## INSTRUCTIONS TO FOLLOW
Without skipping or changing anything, print all the entries.

Dataset entries
···

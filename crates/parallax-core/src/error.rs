//! Error types for PARALLAX

use thiserror::Error;

use crate::SectionId;

/// Core PARALLAX errors
///
/// Only startup configuration and malformed host input are errors. Numerical
/// anomalies in the frame loop are recovered locally and never show up here.
#[derive(Error, Debug, Clone, PartialEq)]
pub enum ParallaxError {
    // Configuration errors
    #[error("Section {section} has no entry in the pose table")]
    UnknownPose { section: SectionId },

    #[error("Home section {home} has no entry in the pose table")]
    MissingHomePose { home: SectionId },

    #[error("Section {0} is declared more than once")]
    DuplicateSection(SectionId),

    #[error("Section {section} has visibility threshold {threshold}, expected a fraction in (0, 1]")]
    InvalidThreshold { section: SectionId, threshold: f32 },

    #[error("Pose for {section} is invalid: {reason}")]
    InvalidPose {
        section: SectionId,
        reason: &'static str,
    },

    #[error("Section identifier must not be empty")]
    EmptySectionId,

    #[error("Invalid page configuration: {0}")]
    InvalidConfig(String),

    // Layout input errors
    #[error("Visibility sample for unknown section {0}")]
    UnknownSection(SectionId),
}

impl ParallaxError {
    /// Section the diagnostic points at, if any
    pub fn section(&self) -> Option<&SectionId> {
        match self {
            ParallaxError::UnknownPose { section }
            | ParallaxError::InvalidThreshold { section, .. }
            | ParallaxError::InvalidPose { section, .. } => Some(section),
            ParallaxError::MissingHomePose { home } => Some(home),
            ParallaxError::DuplicateSection(id) | ParallaxError::UnknownSection(id) => Some(id),
            ParallaxError::EmptySectionId | ParallaxError::InvalidConfig(_) => None,
        }
    }
}

/// Result type for PARALLAX operations
pub type ParallaxResult<T> = Result<T, ParallaxError>;
//! Built-in jacket page
//!
//! The protective-jacket product page: a hero cover followed by four feature
//! sections, each turning the model to show the armor it describes.

use std::f32::consts::PI;

use parallax_core::{Pose, SectionDescriptor, SectionId, DEFAULT_VISIBILITY_THRESHOLD};

use crate::{PageSetup, PoseTable};

/// Sections of the jacket page
#[derive(Debug, Clone, Copy, PartialEq, Eq, Hash)]
pub enum JacketSection {
    /// Cover, active before any feature section has been entered
    Hero,
    Shoulder,
    Elbow,
    Chest,
    Back,
}

impl JacketSection {
    /// Feature sections in page order (top to bottom)
    pub const FEATURES: [JacketSection; 4] = [
        JacketSection::Shoulder,
        JacketSection::Elbow,
        JacketSection::Chest,
        JacketSection::Back,
    ];

    pub const HOME: JacketSection = JacketSection::Hero;

    pub fn all() -> &'static [JacketSection] {
        &[
            JacketSection::Hero,
            JacketSection::Shoulder,
            JacketSection::Elbow,
            JacketSection::Chest,
            JacketSection::Back,
        ]
    }

    pub fn id(self) -> &'static str {
        match self {
            JacketSection::Hero => "hero",
            JacketSection::Shoulder => "shoulder",
            JacketSection::Elbow => "elbow",
            JacketSection::Chest => "chest",
            JacketSection::Back => "back",
        }
    }

    pub fn section_id(self) -> SectionId {
        SectionId::new(self.id())
    }

    pub fn from_id(id: &str) -> Option<Self> {
        Self::all().iter().copied().find(|s| s.id() == id)
    }

    pub fn pose(self) -> Pose {
        match self {
            JacketSection::Hero => Pose::new(0.2, 0.0, 1.0),
            JacketSection::Shoulder => Pose::new(0.6, 0.15, 1.3),
            JacketSection::Elbow => Pose::new(-0.8, -0.1, 1.4),
            JacketSection::Chest => Pose::new(0.0, 0.0, 1.5),
            // Turn all the way round to show the spine protector
            JacketSection::Back => Pose::new(PI, 0.0, 1.5),
        }
    }

    pub fn title(self) -> &'static str {
        match self {
            JacketSection::Hero => "ARMOR FOR RIDERS",
            JacketSection::Shoulder => "SHOULDER PROTECTION",
            JacketSection::Elbow => "ELBOW GUARDS",
            JacketSection::Chest => "CHEST ARMOR",
            JacketSection::Back => "BACK PROTECTION",
        }
    }

    pub fn descriptor(self) -> SectionDescriptor {
        SectionDescriptor {
            id: self.section_id(),
            visibility_threshold: DEFAULT_VISIBILITY_THRESHOLD,
        }
    }
}

impl PageSetup {
    /// The jacket page: hero home pose plus the four feature sections
    pub fn jacket() -> PageSetup {
        let mut poses = std::collections::HashMap::new();
        for section in JacketSection::all() {
            poses.insert(section.section_id(), section.pose());
        }
        let home = JacketSection::HOME.section_id();
        let table = PoseTable::from_validated(home, poses);
        let sections = JacketSection::FEATURES
            .iter()
            .map(|s| s.descriptor())
            .collect();
        PageSetup::from_parts(table, sections)
    }
}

···

## EXERCISE RESPONSE
filename crates/parallax-core/src/error.rs
//! Error types for PARALLAX

use thiserror::Error;

use crate::SectionId;

/// Core PARALLAX errors
///
/// Only startup configuration and malformed host input are errors. Numerical
/// anomalies in the frame loop are recovered locally and never show up here.
#[derive(Error, Debug, Clone, PartialEq)]
pub enum ParallaxError {
    // Configuration errors
    #[error("Section {section} has no entry in the pose table")]
    UnknownPose { section: SectionId },

    #[error("Home section {home} has no entry in the pose table")]
    MissingHomePose { home: SectionId },

    #[error("Section {0} is declared more than once")]
    DuplicateSection(SectionId),

    #[error("Section {section} has visibility threshold {threshold}, expected a fraction in (0, 1]")]
    InvalidThreshold { section: SectionId, threshold: f32 },

    #[error("Pose for {section} is invalid: {reason}")]
    InvalidPose {
        section: SectionId,
        reason: &'static str,
    },

    #[error("Section identifier must not be empty")]
    EmptySectionId,

    #[error("Invalid page configuration: {0}")]
    InvalidConfig(String),

    // Layout input errors
    #[error("Visibility sample for unknown section {0}")]
    UnknownSection(SectionId),
}

impl ParallaxError {
    /// Section the diagnostic points at, if any
    pub fn section(&self) -> Option<&SectionId> {
        match self {
            ParallaxError::UnknownPose { section }
            | ParallaxError::InvalidThreshold { section, .. }
            | ParallaxError::InvalidPose { section, .. } => Some(section),
            ParallaxError::MissingHomePose { home } => Some(home),
            ParallaxError::DuplicateSection(id) | ParallaxError::UnknownSection(id) => Some(id),
            ParallaxError::EmptySectionId | ParallaxError::InvalidConfig(_) => None,
        }
    }
}

/// Result type for PARALLAX operations
pub type ParallaxResult<T> = Result<T, ParallaxError>;
//! Built-in jacket page
//!
//! The protective-jacket product page: a hero cover followed by four feature
//! sections, each turning the model to show the armor it describes.

use std::f32::consts::PI;

use parallax_core::{Pose, SectionDescriptor, SectionId, DEFAULT_VISIBILITY_THRESHOLD};

use crate::{PageSetup, PoseTable};

/// Sections of the jacket page
#[derive(Debug, Clone, Copy, PartialEq, Eq, Hash)]
pub enum JacketSection {
    /// Cover, active before any feature section has been entered
    Hero,
    Shoulder,
    Elbow,
    Chest,
    Back,
}

impl JacketSection {
    /// Feature sections in page order (top to bottom)
    pub const FEATURES: [JacketSection; 4] = [
        JacketSection::Shoulder,
        JacketSection::Elbow,
        JacketSection::Chest,
        JacketSection::Back,
    ];

    pub const HOME: JacketSection = JacketSection::Hero;

    pub fn all() -> &'static [JacketSection] {
        &[
            JacketSection::Hero,
            JacketSection::Shoulder,
            JacketSection::Elbow,
            JacketSection::Chest,
            JacketSection::Back,
        ]
    }

    pub fn id(self) -> &'static str {
        match self {
            JacketSection::Hero => "hero",
            JacketSection::Shoulder => "shoulder",
            JacketSection::Elbow => "elbow",
            JacketSection::Chest => "chest",
            JacketSection::Back => "back",
        }
    }

    pub fn section_id(self) -> SectionId {
        SectionId::new(self.id())
    }

    pub fn from_id(id: &str) -> Option<Self> {
        Self::all().iter().copied().find(|s| s.id() == id)
    }

    pub fn pose(self) -> Pose {
        match self {
            JacketSection::Hero => Pose::new(0.2, 0.0, 1.0),
            JacketSection::Shoulder => Pose::new(0.6, 0.15, 1.3),
            JacketSection::Elbow => Pose::new(-0.8, -0.1, 1.4),
            JacketSection::Chest => Pose::new(0.0, 0.0, 1.5),
            // Turn all the way round to show the spine protector
            JacketSection::Back => Pose::new(PI, 0.0, 1.5),
        }
    }

    pub fn title(self) -> &'static str {
        match self {
            JacketSection::Hero => "ARMOR FOR RIDERS",
            JacketSection::Shoulder => "SHOULDER PROTECTION",
            JacketSection::Elbow => "ELBOW GUARDS",
            JacketSection::Chest => "CHEST ARMOR",
            JacketSection::Back => "BACK PROTECTION",
        }
    }

    pub fn descriptor(self) -> SectionDescriptor {
        SectionDescriptor {
            id: self.section_id(),
            visibility_threshold: DEFAULT_VISIBILITY_THRESHOLD,
        }
    }
}

impl PageSetup {
    /// The jacket page: hero home pose plus the four feature sections
    pub fn jacket() -> PageSetup {
        let mut poses = std::collections::HashMap::new();
        for section in JacketSection::all() {
            poses.insert(section.section_id(), section.pose());
        }
        let home = JacketSection::HOME.section_id();
        let table = PoseTable::from_validated(home, poses);
        let sections = JacketSection::FEATURES
            .iter()
            .map(|s| s.descriptor())
            .collect();
        PageSetup::from_parts(table, sections)
    }
}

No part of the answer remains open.